### What the task asks
Every line of the entries with the word "IsNull" in it should be shown.

(Items from a dataset)

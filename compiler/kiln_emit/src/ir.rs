//! Body IR: the basic-block form of every synthesized member.
//!
//! A baked type's accessors, event methods, wrapped methods, and its
//! constructor are all [`BodyFunction`]s. The shapes are fixed (direct
//! delegation, mix-in forwarding, the wrapping protocol, `Init` calls), so
//! the instruction set is small:
//!
//! - **[`BodyFunction`]**: signature, locals, blocks
//! - **[`BodyBlock`]**: straight-line instructions plus one terminator
//! - **[`BodyInstr`]**: local initialisation, hook/body calls, state marks
//! - **[`BodyTerminator`]**: return, jump, branch, protected call, rethrow
//!
//! Control flow is acyclic; the verifier rejects back edges.

use kiln_ir::{Name, Value, ValueType};
use smallvec::SmallVec;

use crate::WrapState;

// ── ID newtypes ─────────────────────────────────────────────────────

macro_rules! define_id {
    ($(#[$meta:meta])* $name:ident) => {
        $(#[$meta])*
        #[derive(Clone, Copy, Debug, PartialEq, Eq, Hash, PartialOrd, Ord)]
        #[repr(transparent)]
        pub struct $name(u32);

        impl $name {
            /// Create an ID from a raw index.
            #[inline]
            pub const fn new(raw: u32) -> Self {
                Self(raw)
            }

            /// Get the raw `u32` value.
            #[inline]
            pub const fn raw(self) -> u32 {
                self.0
            }

            /// Get the index as `usize` (for indexing into `Vec`s).
            #[inline]
            pub const fn index(self) -> usize {
                self.0 as usize
            }
        }
    };
}

define_id! {
    /// Local slot within one [`BodyFunction`], allocated sequentially from 0.
    LocalId
}

define_id! {
    /// Basic block within one [`BodyFunction`]; block 0 is the entry.
    BlockId
}

define_id! {
    /// Field of a baked type (an implementation instance or a mix-in).
    FieldId
}

define_id! {
    /// Default body registered on a baked type.
    BodyId
}

// ── Locals ──────────────────────────────────────────────────────────

/// What a local slot holds.
#[derive(Clone, Debug, PartialEq, Eq, Hash)]
pub enum LocalKind {
    /// A value of the given type (the wrapping protocol's value local,
    /// constructor defaults, call results).
    Value(ValueType),
    /// A caught fault, null until something is caught.
    Exception,
    /// A boolean produced by a hook or an `IsNull` test.
    Flag,
}

/// A declared local.
#[derive(Clone, Debug, PartialEq, Eq, Hash)]
pub struct LocalDecl {
    pub kind: LocalKind,
    /// Reference-typed value locals are pinned: hooks hold them by
    /// reference across the protected call.
    pub pinned: bool,
}

// ── Operands ────────────────────────────────────────────────────────

/// A value read by an instruction.
#[derive(Clone, Copy, Debug, PartialEq, Eq, Hash)]
pub enum Operand {
    /// Current content of a value local.
    Local(LocalId),
    /// Positional argument of the function.
    Arg(u32),
}

/// One role argument of a hook call.
#[derive(Clone, Copy, Debug, PartialEq, Eq, Hash)]
pub enum HookArg {
    /// Value role, passed by value.
    Value(Operand),
    /// Value role, passed by reference: writes land in the local.
    ValueRef(LocalId),
    /// Mix-in role: the state block of a mix-in field, by reference.
    Mixin(FieldId),
    /// Container role: the instance itself.
    Container,
    /// Exception role: the fault held by an exception local.
    Exception(LocalId),
}

/// Callee of a body call.
#[derive(Clone, Copy, Debug, PartialEq, Eq, Hash)]
pub enum CallTarget {
    /// A default body declared on an interface or class.
    Body(BodyId),
    /// A body declared on a mix-in, run against that mix-in's field.
    MixinBody { field: FieldId, body: BodyId },
}

// ── Instructions ────────────────────────────────────────────────────

/// A straight-line instruction.
#[derive(Clone, Debug, PartialEq)]
pub enum BodyInstr {
    /// Reset a local to its zero value (null exception, cleared flag).
    Zero { dst: LocalId },

    /// Copy an operand into a value local.
    Move { dst: LocalId, src: Operand },

    /// Load a constant into a value local.
    Const { dst: LocalId, value: Value },

    /// Call a hook of the implementation stored in `field`.
    ///
    /// Faults raised by the hook propagate out of the function.
    CallHook {
        dst: Option<LocalId>,
        field: FieldId,
        hook: Name,
        args: SmallVec<[HookArg; 4]>,
    },

    /// Call a body outside any protected region.
    CallBody {
        dst: Option<LocalId>,
        target: CallTarget,
        args: SmallVec<[Operand; 4]>,
    },

    /// `dst = (src holds no fault)`.
    IsNull { dst: LocalId, src: LocalId },

    /// Record the wrapping-protocol state reached on this path.
    Mark(WrapState),
}

impl BodyInstr {
    /// The local this instruction writes, if any.
    pub fn defined_local(&self) -> Option<LocalId> {
        match self {
            BodyInstr::Zero { dst }
            | BodyInstr::Move { dst, .. }
            | BodyInstr::Const { dst, .. }
            | BodyInstr::IsNull { dst, .. } => Some(*dst),
            BodyInstr::CallHook { dst, .. } | BodyInstr::CallBody { dst, .. } => *dst,
            BodyInstr::Mark(_) => None,
        }
    }
}

// ── Terminators ─────────────────────────────────────────────────────

/// How control leaves a basic block.
#[derive(Clone, Debug, PartialEq)]
pub enum BodyTerminator {
    /// Return the content of a value local, or void.
    Return { value: Option<LocalId> },

    /// Unconditional jump.
    Jump { target: BlockId },

    /// Conditional branch on a flag local.
    Branch {
        cond: LocalId,
        then_block: BlockId,
        else_block: BlockId,
    },

    /// Protected call. On success the result (if any) lands in `dst` and
    /// control moves to `normal`; on a fault the fault lands in
    /// `exception` and control moves to `unwind`.
    Invoke {
        dst: Option<LocalId>,
        target: CallTarget,
        args: SmallVec<[Operand; 4]>,
        normal: BlockId,
        unwind: BlockId,
        exception: LocalId,
    },

    /// Re-raise the fault held by an exception local, unchanged.
    Rethrow { exception: LocalId },

    /// Control never reaches the end of this block.
    Unreachable,
}

impl BodyTerminator {
    /// Successor blocks, in branch order.
    pub fn successors(&self) -> SmallVec<[BlockId; 2]> {
        match self {
            BodyTerminator::Jump { target } => smallvec::smallvec![*target],
            BodyTerminator::Branch {
                then_block,
                else_block,
                ..
            } => smallvec::smallvec![*then_block, *else_block],
            BodyTerminator::Invoke { normal, unwind, .. } => smallvec::smallvec![*normal, *unwind],
            BodyTerminator::Return { .. }
            | BodyTerminator::Rethrow { .. }
            | BodyTerminator::Unreachable => SmallVec::new(),
        }
    }
}

// ── Blocks & functions ──────────────────────────────────────────────

/// A basic block.
#[derive(Clone, Debug, PartialEq)]
pub struct BodyBlock {
    pub id: BlockId,
    pub body: Vec<BodyInstr>,
    pub terminator: BodyTerminator,
}

/// A synthesized member body (or constructor).
#[derive(Clone, Debug, PartialEq)]
pub struct BodyFunction {
    /// Diagnostic name, e.g. `IPerson.get_Name`.
    pub name: String,
    /// Property, event, or method the function serves; passed to hooks.
    pub member: Name,
    pub params: Vec<ValueType>,
    pub return_type: ValueType,
    /// Locals, indexed by `LocalId::index()`.
    pub locals: Vec<LocalDecl>,
    /// Blocks in definition order; `blocks[entry.index()]` is the entry.
    pub blocks: Vec<BodyBlock>,
    pub entry: BlockId,
}

impl BodyFunction {
    /// Look up a local's declaration.
    #[inline]
    pub fn local(&self, local: LocalId) -> Option<&LocalDecl> {
        self.locals.get(local.index())
    }

    /// Look up a block.
    #[inline]
    pub fn block(&self, block: BlockId) -> Option<&BodyBlock> {
        self.blocks.get(block.index())
    }

    /// Whether any path through the function records a wrapping state.
    pub fn is_wrapping(&self) -> bool {
        self.blocks
            .iter()
            .flat_map(|b| &b.body)
            .any(|instr| matches!(instr, BodyInstr::Mark(_)))
    }
}
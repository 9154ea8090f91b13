//! The object seam between member bodies and baked instances.

use crate::{Fault, Handler, Value};

/// Member access on a baked object.
///
/// Default bodies and hooks see the instance they run on through this
/// trait (`this` / the container role), which keeps `kiln_ir` free of any
/// dependency on the runtime that implements it.
pub trait Receiver {
    /// Process-unique id of the instance.
    fn instance_id(&self) -> u64;

    /// Name of the baked type (`Baked.<Source>`).
    fn type_name(&self) -> &str;

    /// Read a property.
    fn get(&self, property: &str) -> Result<Value, Fault>;

    /// Write a property.
    fn set(&self, property: &str, value: Value) -> Result<(), Fault>;

    /// Call a method.
    fn call(&self, method: &str, args: &[Value]) -> Result<Value, Fault>;

    /// Add a handler to an event.
    fn subscribe(&self, event: &str, handler: Handler) -> Result<(), Fault>;

    /// Remove a handler (by identity) from an event.
    fn unsubscribe(&self, event: &str, handler: &Handler) -> Result<(), Fault>;
}
use kiln_emit::dump;
use kiln_ir::{Value, ValueType};
use kiln_types::{Nullability, StandardLibrary, TypeRef};
use pretty_assertions::assert_eq;

use super::*;
use crate::analyze::analyze;

fn installed() -> (TypeRegistry, StandardLibrary) {
    let mut registry = TypeRegistry::new();
    let std = StandardLibrary::install(&mut registry).unwrap();
    (registry, std)
}

fn bake(registry: &TypeRegistry, config: &BakeryConfig, root: TypeKey) -> Result<BakedType, BakeError> {
    let analyzer = SignatureAnalyzer::new();
    let analysis = analyze(registry, &analyzer, config, root)?;
    build(registry, &analyzer, config, &analysis)
}

fn field_names(ty: &BakedType) -> Vec<&str> {
    ty.fields().iter().map(|f| f.name.as_str()).collect()
}

fn target<'a>(ty: &'a BakedType, kind: AccessorKind, member: &str, arity: u32) -> &'a MemberTarget {
    let name = ty.interner().intern(member);
    &ty.member(&MemberKey::new(kind, name, arity)).unwrap().target
}

#[test]
fn plain_properties_get_one_implementation_field_each() {
    let (mut registry, std) = installed();
    let person = registry
        .interface("IPerson")
        .property("Name", ValueType::Str, |p| p.not_nullable())
        .property("Age", ValueType::Int, |p| p)
        .finish()
        .unwrap();

    let ty = bake(&registry, &BakeryConfig::basic(&std), person).unwrap();
    assert_eq!(ty.name(), "Baked.IPerson");
    assert_eq!(field_names(&ty), vec!["<Name>impl", "<Age>impl"]);
    assert_eq!(ty.members().count(), 4);
    assert!(matches!(
        target(&ty, AccessorKind::Get, "Name", 0),
        MemberTarget::Synthesized(_)
    ));
    assert!(matches!(
        target(&ty, AccessorKind::Set, "Age", 1),
        MemberTarget::Synthesized(_)
    ));

    let name = ty.property("Name").unwrap();
    assert_eq!(name.nullability, Nullability::NotNullable);
    assert!(name.readable && name.writable);
    assert_eq!(name.declaring, person);
}

#[test]
fn constructor_initializes_every_implementation() {
    let (mut registry, std) = installed();
    let person = registry
        .interface("IPerson")
        .property("Name", ValueType::Str, |p| p.not_nullable())
        .property("Nick", ValueType::Str, |p| p.nullable())
        .finish()
        .unwrap();

    let ty = bake(&registry, &BakeryConfig::basic(&std), person).unwrap();
    let consts: Vec<&Value> = ty
        .constructor()
        .blocks
        .iter()
        .flat_map(|b| &b.body)
        .filter_map(|instr| match instr {
            kiln_emit::BodyInstr::Const { value, .. } => Some(value),
            _ => None,
        })
        .collect();
    assert_eq!(consts, vec![&Value::str(""), &Value::Null]);
}

#[test]
fn context_nullability_applies_to_unannotated_properties() {
    let (mut registry, std) = installed();
    let person = registry
        .interface("IPerson")
        .nullable_context(Nullability::NotNullable)
        .property("Name", ValueType::Str, |p| p)
        .property("Nick", ValueType::Str, |p| p.nullable())
        .finish()
        .unwrap();

    let ty = bake(&registry, &BakeryConfig::basic(&std), person).unwrap();
    assert_eq!(ty.property("Name").unwrap().nullability, Nullability::NotNullable);
    assert_eq!(ty.property("Nick").unwrap().nullability, Nullability::Nullable);
}

#[test]
fn public_mixin_fields_come_first() {
    let (mut registry, std) = installed();
    let person = registry
        .interface("IPerson")
        .extends(std.notify_interface)
        .property("Name", ValueType::Str, |p| p)
        .finish()
        .unwrap();

    let ty = bake(&registry, &BakeryConfig::notifying(&std), person).unwrap();
    assert_eq!(field_names(&ty), vec!["NotifyMixin", "<Name>impl"]);
    assert_eq!(ty.interfaces(), &[person, std.notify_interface]);
    assert!(matches!(
        target(&ty, AccessorKind::Add, "PropertyChanged", 1),
        MemberTarget::Synthesized(_)
    ));
}

#[test]
fn default_bodies_are_dispatched_directly() {
    let (mut registry, std) = installed();
    let answer = registry
        .interface("IAnswer")
        .method("Ask", [], ValueType::Int, |m| m.body(|_| Ok(Value::Int(42))))
        .finish()
        .unwrap();

    let ty = bake(&registry, &BakeryConfig::basic(&std), answer).unwrap();
    assert!(ty.fields().is_empty());
    assert!(matches!(
        target(&ty, AccessorKind::Call, "Ask", 0),
        MemberTarget::Default(_)
    ));
    assert_eq!(ty.methods().len(), 1);
}

#[test]
fn wrapped_getter_follows_the_protocol() {
    let (mut registry, std) = installed();
    let answer = registry
        .interface("IAnswer")
        .property("Value", ValueType::Int, |p| {
            p.read_only().get(|_| Ok(Value::Int(42)))
        })
        .finish()
        .unwrap();

    let ty = bake(&registry, &BakeryConfig::caching(&std), answer).unwrap();
    assert_eq!(field_names(&ty), vec!["CacheMixin", "<Value>impl"]);
    let MemberTarget::Synthesized(func) = target(&ty, AccessorKind::Get, "Value", 0) else {
        panic!("getter is not synthesized");
    };
    assert!(func.is_wrapping());
    let text = dump(func, ty.interner());
    for hook in ["BeforeGet", "AfterGet", "AfterErrorGet"] {
        assert!(text.contains(hook), "{hook} missing from\n{text}");
    }
    assert!(text.contains("rethrow"), "{text}");
}

#[test]
fn same_member_through_two_paths_is_generated_once() {
    let (mut registry, std) = installed();
    let left = registry
        .interface("ILeft")
        .property("Name", ValueType::Str, |p| p)
        .finish()
        .unwrap();
    let right = registry
        .interface("IRight")
        .property("Name", ValueType::Str, |p| p)
        .finish()
        .unwrap();
    let both = registry
        .interface("IBoth")
        .extends(left)
        .extends(right)
        .finish()
        .unwrap();

    let ty = bake(&registry, &BakeryConfig::basic(&std), both).unwrap();
    assert_eq!(field_names(&ty), vec!["<Name>impl"]);
    assert_eq!(ty.properties().len(), 1);
    assert_eq!(ty.property("Name").unwrap().declaring, left);
}

#[test]
fn same_key_with_different_signatures_collides() {
    let (mut registry, std) = installed();
    let left = registry
        .interface("ILeft")
        .property("Value", ValueType::Int, |p| p)
        .finish()
        .unwrap();
    let right = registry
        .interface("IRight")
        .property("Value", ValueType::Str, |p| p)
        .finish()
        .unwrap();
    let both = registry
        .interface("IBoth")
        .extends(left)
        .extends(right)
        .finish()
        .unwrap();

    let err = bake(&registry, &BakeryConfig::basic(&std), both).unwrap_err();
    match err {
        BakeError::MemberCollision { first, second, .. } => {
            assert!(first.starts_with("ILeft."), "{first}");
            assert!(second.starts_with("IRight."), "{second}");
        }
        other => panic!("unexpected error: {other}"),
    }
}

#[test]
fn registering_an_interface_twice_fails() {
    let (mut registry, std) = installed();
    let person = registry
        .interface("IPerson")
        .property("Name", ValueType::Str, |p| p)
        .finish()
        .unwrap();
    let config = BakeryConfig::basic(&std);
    let analyzer = SignatureAnalyzer::new();
    let mut analysis = analyze(&registry, &analyzer, &config, person).unwrap();
    analysis.interfaces.push(TypeRef::plain(person));

    let err = build(&registry, &analyzer, &config, &analysis).unwrap_err();
    match err {
        BakeError::DuplicateInterface { interface, baked } => {
            assert_eq!(interface, "IPerson");
            assert_eq!(baked, "Baked.IPerson");
        }
        other => panic!("unexpected error: {other}"),
    }
}

#[test]
fn name_prefix_is_configurable() {
    let (mut registry, std) = installed();
    let person = registry
        .interface("IPerson")
        .property("Name", ValueType::Str, |p| p)
        .finish()
        .unwrap();

    let ty = bake(&registry, &BakeryConfig::basic(&std).name_prefix("Gen."), person).unwrap();
    assert_eq!(ty.name(), "Gen.IPerson");
    assert_eq!(ty.constructor().name, "Gen.IPerson..ctor");
}
//! Call-time faults.
//!
//! A `Fault` is the exception of the baked object model: raised by member
//! bodies and hooks, caught by wrapping code, and either suppressed or
//! rethrown. Rethrowing hands back the same `Arc`, so callers can check
//! identity with [`Fault::ptr_eq`].

use std::sync::Arc;

use crate::Name;

/// What went wrong during a member call.
#[derive(Debug, Clone, PartialEq, thiserror::Error)]
pub enum FaultKind {
    /// Raised by user code (a member body or a hook).
    #[error("{type_name}: {message}")]
    Raised { type_name: String, message: String },

    /// The instance has no member with that name and accessor kind.
    #[error("`{type_name}` has no member `{member}`")]
    UnknownMember { type_name: String, member: String },

    /// Wrong number of arguments.
    #[error("`{member}` takes {expected} argument(s) but {got} were supplied")]
    Arity {
        member: String,
        expected: usize,
        got: usize,
    },

    /// A field's state is already borrowed by an in-flight hook or body.
    #[error("field `{field}` is in use by an in-flight call")]
    FieldBusy { field: String },

    /// A value did not conform to the slot it was written to.
    #[error("type mismatch: expected `{expected}`, found `{found}`")]
    TypeMismatch { expected: String, found: String },

    /// A record was accessed with a field name its layout does not have.
    #[error("record has no field {0:?}")]
    UnknownField(Name),

    /// Interpreter invariant violated.
    #[error("internal fault: {0}")]
    Internal(String),
}

/// Shared handle to a [`FaultKind`].
#[derive(Clone, Debug, thiserror::Error)]
#[error("{0}")]
pub struct Fault(Arc<FaultKind>);

impl Fault {
    pub fn new(kind: FaultKind) -> Self {
        Fault(Arc::new(kind))
    }

    /// Raise a user fault of the given exception type.
    pub fn raise(type_name: impl Into<String>, message: impl Into<String>) -> Self {
        Self::new(FaultKind::Raised {
            type_name: type_name.into(),
            message: message.into(),
        })
    }

    pub fn unknown_member(type_name: &str, member: &str) -> Self {
        Self::new(FaultKind::UnknownMember {
            type_name: type_name.to_owned(),
            member: member.to_owned(),
        })
    }

    pub fn arity(member: &str, expected: usize, got: usize) -> Self {
        Self::new(FaultKind::Arity {
            member: member.to_owned(),
            expected,
            got,
        })
    }

    pub fn field_busy(field: &str) -> Self {
        Self::new(FaultKind::FieldBusy {
            field: field.to_owned(),
        })
    }

    pub fn type_mismatch(expected: &str, found: &str) -> Self {
        Self::new(FaultKind::TypeMismatch {
            expected: expected.to_owned(),
            found: found.to_owned(),
        })
    }

    pub fn no_field(field: Name) -> Self {
        Self::new(FaultKind::UnknownField(field))
    }

    pub fn internal(message: impl Into<String>) -> Self {
        Self::new(FaultKind::Internal(message.into()))
    }

    #[inline]
    pub fn kind(&self) -> &FaultKind {
        &self.0
    }

    /// Whether this is a user fault of the given exception type.
    pub fn is_raised(&self, type_name: &str) -> bool {
        matches!(&*self.0, FaultKind::Raised { type_name: t, .. } if t == type_name)
    }

    /// Identity comparison: `true` only for clones of the same fault.
    pub fn ptr_eq(&self, other: &Fault) -> bool {
        Arc::ptr_eq(&self.0, &other.0)
    }
}

impl From<FaultKind> for Fault {
    fn from(kind: FaultKind) -> Self {
        Fault::new(kind)
    }
}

### Reply
    /// A boolean produced by a hook or an `IsNull` test.
    IsNull { dst: LocalId, src: LocalId },
            | BodyInstr::IsNull { dst, .. } => Some(*dst),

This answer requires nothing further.